Saint-Nazaire. L’État nationalise !

Il fallait s’y attendre ! Après des semaines d’âpres négociations et d’un véritable bras de fer franco-italien, l’État français a décidé de faire jouer son droit de préemption sur les chantiers navals de Saint-Nazaire et de nationaliser la société, au moins provisoirement. C’est ce qu’a annoncé le ministre de l’Economie, Bruno Le Maire, en indiquant que le coût de l’opération se monterait à environ 80 millions, en attendant d’éventuels nouveaux investisseurs.

En vérité, il ne pouvait en être autrement. Emmanuel Macron et son gouvernement étaient face à leur premier grand défi industriel et on les voyait mal, dans le contexte actuel, baisser pavillon devant un groupe étranger, la société Fincantieri, qui veut être seul maître à bord.

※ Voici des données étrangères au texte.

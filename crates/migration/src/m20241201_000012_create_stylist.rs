//! Create `stylist` table with FK to `store`.
//!
//! Stores are only ever soft-deleted, so the FK restricts hard deletes.
use sea_orm_migration::{prelude::*, schema::*};

#[derive(DeriveMigrationName)]
pub struct Migration;

#[async_trait::async_trait]
impl MigrationTrait for Migration {
    async fn up(&self, manager: &SchemaManager) -> Result<(), DbErr> {
        manager
            .create_table(
                Table::create()
                    .table(Stylist::Table)
                    .if_not_exists()
                    .col(pk_auto(Stylist::Id))
                    .col(string_len(Stylist::Status, 16))
                    .col(string_len_null(Stylist::Gender, 16))
                    .col(string_len(Stylist::Name, 50))
                    .col(string_len(Stylist::PhoneNumber, 10))
                    .col(string_len_null(Stylist::Email, 100))
                    .col(date_null(Stylist::DateOfBirth))
                    .col(date_null(Stylist::DateHired))
                    .col(string_len_null(Stylist::Position, 50))
                    .col(string_len_null(Stylist::WorkType, 16))
                    .col(string_len_null(Stylist::LivingArea, 200))
                    .col(integer(Stylist::RegisteredStoreId))
                    .col(string_len_null(Stylist::Notes, 200))
                    .col(uuid_null(Stylist::ImageUuid))
                    .col(json_binary(Stylist::CustomData))
                    .col(timestamp_with_time_zone(Stylist::CreatedAt))
                    .col(timestamp_with_time_zone(Stylist::UpdatedAt))
                    .col(
                        ColumnDef::new(Stylist::DeletedAt)
                            .timestamp_with_time_zone()
                            .null(),
                    )
                    .foreign_key(
                        ForeignKey::create()
                            .name("fk_stylist_registered_store")
                            .from(Stylist::Table, Stylist::RegisteredStoreId)
                            .to(Store::Table, Store::Id)
                            .on_delete(ForeignKeyAction::Restrict)
                            .on_update(ForeignKeyAction::Cascade),
                    )
                    .to_owned(),
            )
            .await
    }

    async fn down(&self, manager: &SchemaManager) -> Result<(), DbErr> {
        manager.drop_table(Table::drop().table(Stylist::Table).to_owned()).await
    }
}

#[derive(DeriveIden)]
enum Stylist {
    Table,
    Id,
    Status,
    Gender,
    Name,
    PhoneNumber,
    Email,
    DateOfBirth,
    DateHired,
    Position,
    WorkType,
    LivingArea,
    RegisteredStoreId,
    Notes,
    ImageUuid,
    CustomData,
    CreatedAt,
    UpdatedAt,
    DeletedAt,
}

#[derive(DeriveIden)]
enum Store { Table, Id }
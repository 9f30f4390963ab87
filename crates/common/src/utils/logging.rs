use std::io;
use configs::{LogFormat, LoggingConfig};
use tracing_subscriber::{fmt, EnvFilter};

const DEFAULT_FILTER: &str = "info,tower_http=info,axum=info,sqlx=warn,sea_orm=warn";

fn env_filter(fallback: Option<&str>) -> EnvFilter {
    EnvFilter::try_from_default_env()
        .unwrap_or_else(|_| EnvFilter::new(fallback.unwrap_or(DEFAULT_FILTER)))
}

/// Initialize tracing subscriber with compact human readable output on stdout.
/// - Respects `RUST_LOG` if set
/// - Falls back to `info` with sqlx/sea_orm statement noise capped at `warn`
pub fn init_logging_default() {
    let _ = fmt()
        .with_env_filter(env_filter(None))
        .with_target(false)
        .compact()
        .with_writer(io::stdout)
        .try_init();
}

/// Initialize from the `[logging]` section of the app config.
pub fn init_logging(cfg: &LoggingConfig) {
    let filter = env_filter(cfg.filter.as_deref());
    let _ = match cfg.format {
        LogFormat::Compact => fmt()
            .with_env_filter(filter)
            .with_target(false)
            .compact()
            .with_writer(io::stdout)
            .try_init(),
        LogFormat::Json => fmt()
            .with_env_filter(filter)
            .with_target(true)
            .json()
            .with_writer(io::stdout)
            .try_init(),
    };
}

Et rejette toute autre alternative. C’est même ce que prévoyait le protocole passé avec le gouvernement précédent, donnant 48 % des parts à Fincantieri, 33 % à l’État français, 12 % à DCNS et 7 % à une fondation italienne, en vérité sous contrôle de Fincantieri qui devenait de fait le premier actionnaire. Scénario tout de même inquiétant, côté français, quand on sait que les chantiers des deux pays sont farouchement concurrents.

La souveraineté nationale

Dès son arrivée, Emmanuel Macron a remis en cause ce protocole d’accord et devant l’intransigeance des Italiens à accepter une alternative, c’est donc la solution de la nationalisation que l’État français a choisie. La presse italienne n’a bien sûr pas manqué d’ironiser sur les ambitions européennes du nouveau président français qui, en l’occurrence, selon elle, emprunte les voies les plus étroites du protectionnisme économique. La société Fincantieri étant elle même contrôlée par l’État italien, le protectionnisme prend les formes des plus diverses. Et des deux côtés des Alpes, on fait jouer la souveraineté nationale sur un secteur industriel hautement stratégique et dans lequel les Européens tirent bien leur épingle du jeu, du moins dans le créneau des paquebots. L’un de seuls encore porteurs dans une industrie navale mondiale plutôt déprimée.

Mais attention ! L’État français n’est pas un acteur industriel très performant. La passé ne plaide pas en sa faveur. Il convient maintenant de trouver une autre solution véritablement économique. Peut-être avec les armateurs qui assurent le carnet de commandes du chantier pour une bonne dizaine d’années. Ils ne seraient peut-être pas totalement opposés à une prise de participation dans un montage financier porté d’autres investisseurs industriels.